_WHAT YOU ARE ASKED TO DO_: Return each entry exactly, so that nothing in the data differs from the original.

_MATERIAL TO PROCESS_:

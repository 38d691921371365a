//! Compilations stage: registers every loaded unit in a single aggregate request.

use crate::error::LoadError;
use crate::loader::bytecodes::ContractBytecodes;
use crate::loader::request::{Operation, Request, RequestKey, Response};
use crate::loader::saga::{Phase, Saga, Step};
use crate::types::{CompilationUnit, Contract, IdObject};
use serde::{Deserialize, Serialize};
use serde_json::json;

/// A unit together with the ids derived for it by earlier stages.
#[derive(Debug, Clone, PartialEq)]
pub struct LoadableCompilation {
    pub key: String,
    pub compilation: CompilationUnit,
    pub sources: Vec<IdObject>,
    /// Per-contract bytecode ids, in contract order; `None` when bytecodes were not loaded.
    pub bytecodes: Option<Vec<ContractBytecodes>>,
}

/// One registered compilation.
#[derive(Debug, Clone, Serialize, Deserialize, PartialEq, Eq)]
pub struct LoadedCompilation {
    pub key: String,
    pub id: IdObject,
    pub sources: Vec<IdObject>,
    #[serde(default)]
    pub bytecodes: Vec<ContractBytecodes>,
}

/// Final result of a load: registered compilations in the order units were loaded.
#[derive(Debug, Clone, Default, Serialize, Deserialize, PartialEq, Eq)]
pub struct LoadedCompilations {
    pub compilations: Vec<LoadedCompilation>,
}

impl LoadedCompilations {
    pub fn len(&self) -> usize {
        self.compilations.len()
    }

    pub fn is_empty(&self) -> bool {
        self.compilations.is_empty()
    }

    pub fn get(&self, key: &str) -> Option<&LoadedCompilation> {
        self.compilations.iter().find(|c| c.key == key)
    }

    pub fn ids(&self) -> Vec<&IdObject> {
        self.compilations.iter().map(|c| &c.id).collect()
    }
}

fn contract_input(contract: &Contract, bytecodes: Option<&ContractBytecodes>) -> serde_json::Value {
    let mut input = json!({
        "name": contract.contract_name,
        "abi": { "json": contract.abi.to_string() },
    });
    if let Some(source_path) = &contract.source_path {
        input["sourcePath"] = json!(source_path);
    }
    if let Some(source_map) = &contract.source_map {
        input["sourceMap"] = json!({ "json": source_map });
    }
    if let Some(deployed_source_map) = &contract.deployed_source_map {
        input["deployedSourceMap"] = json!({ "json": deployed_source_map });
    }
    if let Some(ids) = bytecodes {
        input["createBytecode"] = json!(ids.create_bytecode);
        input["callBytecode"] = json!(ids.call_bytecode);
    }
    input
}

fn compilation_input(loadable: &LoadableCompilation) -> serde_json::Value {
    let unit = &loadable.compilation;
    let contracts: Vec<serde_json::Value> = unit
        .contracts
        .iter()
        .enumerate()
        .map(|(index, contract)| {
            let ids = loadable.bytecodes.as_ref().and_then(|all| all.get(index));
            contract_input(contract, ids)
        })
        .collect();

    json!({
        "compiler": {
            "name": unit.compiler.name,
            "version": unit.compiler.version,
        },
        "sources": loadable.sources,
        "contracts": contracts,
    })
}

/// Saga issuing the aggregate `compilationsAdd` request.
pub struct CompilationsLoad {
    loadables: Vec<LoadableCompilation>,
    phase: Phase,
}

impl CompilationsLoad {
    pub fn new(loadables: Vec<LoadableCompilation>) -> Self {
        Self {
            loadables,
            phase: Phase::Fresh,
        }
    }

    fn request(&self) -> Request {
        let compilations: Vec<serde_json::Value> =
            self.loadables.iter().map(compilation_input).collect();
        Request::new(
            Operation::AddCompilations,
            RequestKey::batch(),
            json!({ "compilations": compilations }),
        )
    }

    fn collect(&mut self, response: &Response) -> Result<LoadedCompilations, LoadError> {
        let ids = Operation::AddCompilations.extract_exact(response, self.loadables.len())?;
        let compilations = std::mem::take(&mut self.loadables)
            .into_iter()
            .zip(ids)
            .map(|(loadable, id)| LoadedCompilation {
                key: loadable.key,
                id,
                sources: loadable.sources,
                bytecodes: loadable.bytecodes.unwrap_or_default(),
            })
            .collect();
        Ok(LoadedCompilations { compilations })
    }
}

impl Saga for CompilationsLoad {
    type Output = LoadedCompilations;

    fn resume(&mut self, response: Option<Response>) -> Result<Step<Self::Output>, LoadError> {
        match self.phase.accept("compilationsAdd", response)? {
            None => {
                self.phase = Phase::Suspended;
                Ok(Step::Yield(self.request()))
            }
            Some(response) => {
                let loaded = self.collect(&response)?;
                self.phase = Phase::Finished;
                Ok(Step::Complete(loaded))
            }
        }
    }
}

_ANSWER BOX_:
repository 38d691921371365a
//! Compilations stage: registers every loaded unit in a single aggregate request.

use crate::error::LoadError;
use crate::loader::bytecodes::ContractBytecodes;
use crate::loader::request::{Operation, Request, RequestKey, Response};
use crate::loader::saga::{Phase, Saga, Step};
use crate::types::{CompilationUnit, Contract, IdObject};
use serde::{Deserialize, Serialize};
use serde_json::json;

/// A unit together with the ids derived for it by earlier stages.
#[derive(Debug, Clone, PartialEq)]
pub struct LoadableCompilation {
    pub key: String,
    pub compilation: CompilationUnit,
    pub sources: Vec<IdObject>,
    /// Per-contract bytecode ids, in contract order; `None` when bytecodes were not loaded.
    pub bytecodes: Option<Vec<ContractBytecodes>>,
}

/// One registered compilation.
#[derive(Debug, Clone, Serialize, Deserialize, PartialEq, Eq)]
pub struct LoadedCompilation {
    pub key: String,
    pub id: IdObject,
    pub sources: Vec<IdObject>,
    #[serde(default)]
    pub bytecodes: Vec<ContractBytecodes>,
}

/// Final result of a load: registered compilations in the order units were loaded.
#[derive(Debug, Clone, Default, Serialize, Deserialize, PartialEq, Eq)]
pub struct LoadedCompilations {
    pub compilations: Vec<LoadedCompilation>,
}

impl LoadedCompilations {
    pub fn len(&self) -> usize {
        self.compilations.len()
    }

    pub fn is_empty(&self) -> bool {
        self.compilations.is_empty()
    }

    pub fn get(&self, key: &str) -> Option<&LoadedCompilation> {
        self.compilations.iter().find(|c| c.key == key)
    }

    pub fn ids(&self) -> Vec<&IdObject> {
        self.compilations.iter().map(|c| &c.id).collect()
    }
}

fn contract_input(contract: &Contract, bytecodes: Option<&ContractBytecodes>) -> serde_json::Value {
    let mut input = json!({
        "name": contract.contract_name,
        "abi": { "json": contract.abi.to_string() },
    });
    if let Some(source_path) = &contract.source_path {
        input["sourcePath"] = json!(source_path);
    }
    if let Some(source_map) = &contract.source_map {
        input["sourceMap"] = json!({ "json": source_map });
    }
    if let Some(deployed_source_map) = &contract.deployed_source_map {
        input["deployedSourceMap"] = json!({ "json": deployed_source_map });
    }
    if let Some(ids) = bytecodes {
        input["createBytecode"] = json!(ids.create_bytecode);
        input["callBytecode"] = json!(ids.call_bytecode);
    }
    input
}

fn compilation_input(loadable: &LoadableCompilation) -> serde_json::Value {
    let unit = &loadable.compilation;
    let contracts: Vec<serde_json::Value> = unit
        .contracts
        .iter()
        .enumerate()
        .map(|(index, contract)| {
            let ids = loadable.bytecodes.as_ref().and_then(|all| all.get(index));
            contract_input(contract, ids)
        })
        .collect();

    json!({
        "compiler": {
            "name": unit.compiler.name,
            "version": unit.compiler.version,
        },
        "sources": loadable.sources,
        "contracts": contracts,
    })
}

/// Saga issuing the aggregate `compilationsAdd` request.
pub struct CompilationsLoad {
    loadables: Vec<LoadableCompilation>,
    phase: Phase,
}

impl CompilationsLoad {
    pub fn new(loadables: Vec<LoadableCompilation>) -> Self {
        Self {
            loadables,
            phase: Phase::Fresh,
        }
    }

    fn request(&self) -> Request {
        let compilations: Vec<serde_json::Value> =
            self.loadables.iter().map(compilation_input).collect();
        Request::new(
            Operation::AddCompilations,
            RequestKey::batch(),
            json!({ "compilations": compilations }),
        )
    }

    fn collect(&mut self, response: &Response) -> Result<LoadedCompilations, LoadError> {
        let ids = Operation::AddCompilations.extract_exact(response, self.loadables.len())?;
        let compilations = std::mem::take(&mut self.loadables)
            .into_iter()
            .zip(ids)
            .map(|(loadable, id)| LoadedCompilation {
                key: loadable.key,
                id,
                sources: loadable.sources,
                bytecodes: loadable.bytecodes.unwrap_or_default(),
            })
            .collect();
        Ok(LoadedCompilations { compilations })
    }
}

impl Saga for CompilationsLoad {
    type Output = LoadedCompilations;

    fn resume(&mut self, response: Option<Response>) -> Result<Step<Self::Output>, LoadError> {
        match self.phase.accept("compilationsAdd", response)? {
            None => {
                self.phase = Phase::Suspended;
                Ok(Step::Yield(self.request()))
            }
            Some(response) => {
                let loaded = self.collect(&response)?;
                self.phase = Phase::Finished;
                Ok(Step::Complete(loaded))
            }
        }
    }
}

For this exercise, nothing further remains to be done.